### [TASK TO COMPLETE]
Tally every line of the entries that contains the string "tools", then reply with only that number.

### [DATA SUPPLIED]
┄┄┄┄┄┄┄┄┄┄┄┄┄┄┄┄┄┄┄┄

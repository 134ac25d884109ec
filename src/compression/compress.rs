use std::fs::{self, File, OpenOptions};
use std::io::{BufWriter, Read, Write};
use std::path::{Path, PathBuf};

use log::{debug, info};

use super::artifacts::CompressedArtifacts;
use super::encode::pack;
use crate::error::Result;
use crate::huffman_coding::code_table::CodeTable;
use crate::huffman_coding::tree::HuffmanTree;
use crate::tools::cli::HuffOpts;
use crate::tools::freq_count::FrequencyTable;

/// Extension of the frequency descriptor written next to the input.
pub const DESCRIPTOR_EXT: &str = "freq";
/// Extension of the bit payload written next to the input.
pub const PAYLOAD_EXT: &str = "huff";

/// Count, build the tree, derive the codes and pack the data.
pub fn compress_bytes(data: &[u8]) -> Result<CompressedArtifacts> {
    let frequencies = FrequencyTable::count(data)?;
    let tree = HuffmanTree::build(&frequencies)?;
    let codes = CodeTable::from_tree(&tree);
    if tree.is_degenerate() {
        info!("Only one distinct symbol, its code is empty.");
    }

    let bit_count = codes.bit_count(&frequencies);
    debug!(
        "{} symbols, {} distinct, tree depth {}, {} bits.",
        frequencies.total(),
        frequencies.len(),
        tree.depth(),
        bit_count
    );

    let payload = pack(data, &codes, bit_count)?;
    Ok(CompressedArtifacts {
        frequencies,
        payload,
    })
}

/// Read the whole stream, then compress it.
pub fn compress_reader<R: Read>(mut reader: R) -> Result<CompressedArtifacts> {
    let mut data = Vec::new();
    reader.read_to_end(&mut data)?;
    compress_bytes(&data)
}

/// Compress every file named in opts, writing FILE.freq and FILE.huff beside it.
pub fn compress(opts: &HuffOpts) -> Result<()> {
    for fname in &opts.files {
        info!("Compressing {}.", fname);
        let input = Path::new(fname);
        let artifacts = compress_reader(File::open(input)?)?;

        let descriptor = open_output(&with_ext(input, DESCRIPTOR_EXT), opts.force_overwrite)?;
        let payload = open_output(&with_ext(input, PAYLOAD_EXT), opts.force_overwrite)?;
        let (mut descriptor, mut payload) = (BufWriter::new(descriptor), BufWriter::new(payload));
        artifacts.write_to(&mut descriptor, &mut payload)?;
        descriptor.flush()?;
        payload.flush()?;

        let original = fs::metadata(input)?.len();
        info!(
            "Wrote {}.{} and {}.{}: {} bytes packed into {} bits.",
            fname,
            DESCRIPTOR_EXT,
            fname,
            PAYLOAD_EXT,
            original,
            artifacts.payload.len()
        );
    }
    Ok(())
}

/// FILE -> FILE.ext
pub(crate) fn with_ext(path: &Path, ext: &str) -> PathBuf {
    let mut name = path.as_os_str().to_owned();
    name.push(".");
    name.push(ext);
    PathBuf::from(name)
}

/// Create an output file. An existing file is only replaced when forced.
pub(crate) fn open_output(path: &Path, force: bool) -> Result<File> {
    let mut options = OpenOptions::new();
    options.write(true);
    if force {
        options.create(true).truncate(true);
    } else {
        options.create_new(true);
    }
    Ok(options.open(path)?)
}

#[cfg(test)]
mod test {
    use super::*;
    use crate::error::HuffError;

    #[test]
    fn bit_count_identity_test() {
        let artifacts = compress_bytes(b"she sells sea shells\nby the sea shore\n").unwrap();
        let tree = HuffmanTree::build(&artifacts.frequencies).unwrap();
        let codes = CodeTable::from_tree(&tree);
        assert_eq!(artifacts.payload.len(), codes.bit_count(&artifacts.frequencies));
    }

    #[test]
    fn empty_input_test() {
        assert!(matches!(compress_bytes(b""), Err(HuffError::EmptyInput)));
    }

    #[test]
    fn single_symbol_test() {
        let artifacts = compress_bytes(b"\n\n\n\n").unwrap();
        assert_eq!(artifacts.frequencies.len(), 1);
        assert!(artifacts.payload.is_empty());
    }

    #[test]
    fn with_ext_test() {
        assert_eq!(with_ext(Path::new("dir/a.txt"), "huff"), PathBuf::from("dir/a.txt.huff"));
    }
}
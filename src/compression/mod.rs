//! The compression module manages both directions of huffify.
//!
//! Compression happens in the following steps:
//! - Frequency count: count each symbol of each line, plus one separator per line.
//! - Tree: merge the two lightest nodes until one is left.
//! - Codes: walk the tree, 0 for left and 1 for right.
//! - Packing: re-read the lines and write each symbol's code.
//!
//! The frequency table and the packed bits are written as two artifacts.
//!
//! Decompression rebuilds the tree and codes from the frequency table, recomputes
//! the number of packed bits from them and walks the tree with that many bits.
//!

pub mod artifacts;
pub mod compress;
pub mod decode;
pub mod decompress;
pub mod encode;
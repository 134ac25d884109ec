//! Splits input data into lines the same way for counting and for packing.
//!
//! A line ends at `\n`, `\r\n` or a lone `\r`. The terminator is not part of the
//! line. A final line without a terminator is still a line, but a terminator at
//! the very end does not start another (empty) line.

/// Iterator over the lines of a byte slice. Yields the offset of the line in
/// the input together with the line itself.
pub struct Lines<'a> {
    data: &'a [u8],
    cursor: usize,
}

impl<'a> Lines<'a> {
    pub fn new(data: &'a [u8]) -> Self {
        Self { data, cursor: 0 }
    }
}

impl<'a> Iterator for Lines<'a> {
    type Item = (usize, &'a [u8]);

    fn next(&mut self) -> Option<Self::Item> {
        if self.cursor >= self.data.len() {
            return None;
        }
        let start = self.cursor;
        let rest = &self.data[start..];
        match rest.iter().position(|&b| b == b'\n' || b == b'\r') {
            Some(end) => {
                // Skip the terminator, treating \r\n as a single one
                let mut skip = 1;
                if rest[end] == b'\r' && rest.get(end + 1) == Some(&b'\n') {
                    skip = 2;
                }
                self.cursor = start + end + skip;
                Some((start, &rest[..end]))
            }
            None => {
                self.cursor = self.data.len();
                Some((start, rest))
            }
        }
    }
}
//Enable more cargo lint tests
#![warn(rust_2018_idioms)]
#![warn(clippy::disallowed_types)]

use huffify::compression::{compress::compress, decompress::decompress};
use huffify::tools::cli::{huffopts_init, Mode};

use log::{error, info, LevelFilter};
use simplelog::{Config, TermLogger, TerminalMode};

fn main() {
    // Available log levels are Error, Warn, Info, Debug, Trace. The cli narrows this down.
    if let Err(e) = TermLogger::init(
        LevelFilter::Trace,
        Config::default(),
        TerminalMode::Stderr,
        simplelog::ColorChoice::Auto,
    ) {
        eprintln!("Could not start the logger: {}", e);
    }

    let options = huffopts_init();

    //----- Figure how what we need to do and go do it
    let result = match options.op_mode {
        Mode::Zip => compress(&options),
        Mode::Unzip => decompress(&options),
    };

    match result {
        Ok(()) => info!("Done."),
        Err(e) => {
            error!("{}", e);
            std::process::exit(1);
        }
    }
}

┄┄┄┄┄┄┄┄┄┄┄┄┄┄┄┄┄┄┄┄

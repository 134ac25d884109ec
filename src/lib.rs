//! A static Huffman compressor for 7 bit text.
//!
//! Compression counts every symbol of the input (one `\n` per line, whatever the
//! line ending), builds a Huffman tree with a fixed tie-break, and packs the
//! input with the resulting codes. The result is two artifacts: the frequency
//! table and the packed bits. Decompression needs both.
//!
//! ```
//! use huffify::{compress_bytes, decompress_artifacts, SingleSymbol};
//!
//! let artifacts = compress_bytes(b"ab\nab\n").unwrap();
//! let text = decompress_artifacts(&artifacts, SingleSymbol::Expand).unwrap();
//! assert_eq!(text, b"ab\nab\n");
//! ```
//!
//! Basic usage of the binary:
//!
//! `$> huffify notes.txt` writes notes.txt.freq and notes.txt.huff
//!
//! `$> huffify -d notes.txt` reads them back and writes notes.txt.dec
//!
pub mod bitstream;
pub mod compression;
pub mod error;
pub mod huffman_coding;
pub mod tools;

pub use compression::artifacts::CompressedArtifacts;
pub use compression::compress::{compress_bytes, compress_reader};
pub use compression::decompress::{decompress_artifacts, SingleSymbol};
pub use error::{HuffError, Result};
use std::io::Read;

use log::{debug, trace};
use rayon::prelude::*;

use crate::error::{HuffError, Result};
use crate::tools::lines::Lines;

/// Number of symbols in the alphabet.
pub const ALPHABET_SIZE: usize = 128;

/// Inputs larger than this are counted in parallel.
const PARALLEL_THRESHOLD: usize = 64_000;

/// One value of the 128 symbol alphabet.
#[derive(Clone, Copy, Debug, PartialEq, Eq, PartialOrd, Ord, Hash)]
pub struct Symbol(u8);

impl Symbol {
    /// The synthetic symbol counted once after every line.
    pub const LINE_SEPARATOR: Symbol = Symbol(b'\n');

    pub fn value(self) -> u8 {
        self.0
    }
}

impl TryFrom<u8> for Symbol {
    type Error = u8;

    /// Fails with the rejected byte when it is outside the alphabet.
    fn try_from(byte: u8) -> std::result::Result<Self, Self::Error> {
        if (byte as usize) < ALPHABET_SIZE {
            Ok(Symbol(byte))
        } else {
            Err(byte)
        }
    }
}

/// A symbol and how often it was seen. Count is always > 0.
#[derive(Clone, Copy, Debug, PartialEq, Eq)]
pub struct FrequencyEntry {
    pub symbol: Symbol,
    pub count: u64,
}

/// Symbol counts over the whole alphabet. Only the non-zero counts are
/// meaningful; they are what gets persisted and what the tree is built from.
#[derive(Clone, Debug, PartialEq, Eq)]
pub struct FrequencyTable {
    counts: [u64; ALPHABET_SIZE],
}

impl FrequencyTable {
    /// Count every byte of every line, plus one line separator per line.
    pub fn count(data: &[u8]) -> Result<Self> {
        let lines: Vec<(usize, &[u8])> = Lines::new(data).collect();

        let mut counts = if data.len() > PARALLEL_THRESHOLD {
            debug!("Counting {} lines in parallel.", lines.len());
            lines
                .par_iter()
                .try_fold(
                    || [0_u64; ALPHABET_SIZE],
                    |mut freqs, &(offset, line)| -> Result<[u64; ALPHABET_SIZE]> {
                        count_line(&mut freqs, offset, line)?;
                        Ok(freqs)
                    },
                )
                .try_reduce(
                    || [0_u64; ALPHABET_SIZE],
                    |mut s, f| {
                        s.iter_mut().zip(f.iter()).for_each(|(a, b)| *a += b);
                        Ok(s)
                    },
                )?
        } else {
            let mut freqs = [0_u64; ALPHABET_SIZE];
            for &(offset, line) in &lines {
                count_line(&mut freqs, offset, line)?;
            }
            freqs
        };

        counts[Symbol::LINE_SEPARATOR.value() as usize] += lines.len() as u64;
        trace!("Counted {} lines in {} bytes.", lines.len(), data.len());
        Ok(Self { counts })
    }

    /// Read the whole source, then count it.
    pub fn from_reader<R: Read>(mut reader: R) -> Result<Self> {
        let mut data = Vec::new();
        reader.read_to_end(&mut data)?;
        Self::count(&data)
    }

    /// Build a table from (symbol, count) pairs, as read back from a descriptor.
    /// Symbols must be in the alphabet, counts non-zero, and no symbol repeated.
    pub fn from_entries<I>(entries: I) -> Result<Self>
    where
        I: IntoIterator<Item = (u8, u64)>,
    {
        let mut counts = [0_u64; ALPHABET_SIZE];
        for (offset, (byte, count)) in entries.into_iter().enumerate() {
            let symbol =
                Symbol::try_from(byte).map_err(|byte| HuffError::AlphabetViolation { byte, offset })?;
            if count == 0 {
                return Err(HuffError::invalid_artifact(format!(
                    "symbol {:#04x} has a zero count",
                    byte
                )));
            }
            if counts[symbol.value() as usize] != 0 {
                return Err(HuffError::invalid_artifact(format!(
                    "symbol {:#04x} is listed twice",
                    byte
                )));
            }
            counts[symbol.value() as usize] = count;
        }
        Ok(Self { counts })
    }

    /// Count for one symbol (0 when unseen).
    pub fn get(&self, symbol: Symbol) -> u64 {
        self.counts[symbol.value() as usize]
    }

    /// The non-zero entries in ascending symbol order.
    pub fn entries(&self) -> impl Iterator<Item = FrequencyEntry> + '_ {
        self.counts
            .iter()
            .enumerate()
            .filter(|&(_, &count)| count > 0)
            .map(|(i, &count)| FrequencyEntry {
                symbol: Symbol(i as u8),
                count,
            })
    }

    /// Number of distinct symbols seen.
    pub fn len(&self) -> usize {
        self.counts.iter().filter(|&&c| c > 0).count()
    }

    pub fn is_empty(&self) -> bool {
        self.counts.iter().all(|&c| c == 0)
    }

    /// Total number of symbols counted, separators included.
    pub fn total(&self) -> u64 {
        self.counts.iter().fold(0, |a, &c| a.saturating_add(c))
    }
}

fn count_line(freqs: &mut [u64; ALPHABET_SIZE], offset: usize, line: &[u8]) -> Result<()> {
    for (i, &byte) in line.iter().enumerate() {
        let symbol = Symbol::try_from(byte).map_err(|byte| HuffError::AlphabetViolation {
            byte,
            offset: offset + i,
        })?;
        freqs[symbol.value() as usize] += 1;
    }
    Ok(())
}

┄┄┄┄┄┄┄┄┄┄┄┄┄┄┄┄┄┄┄┄

### [EXERCISE ANSWER]
5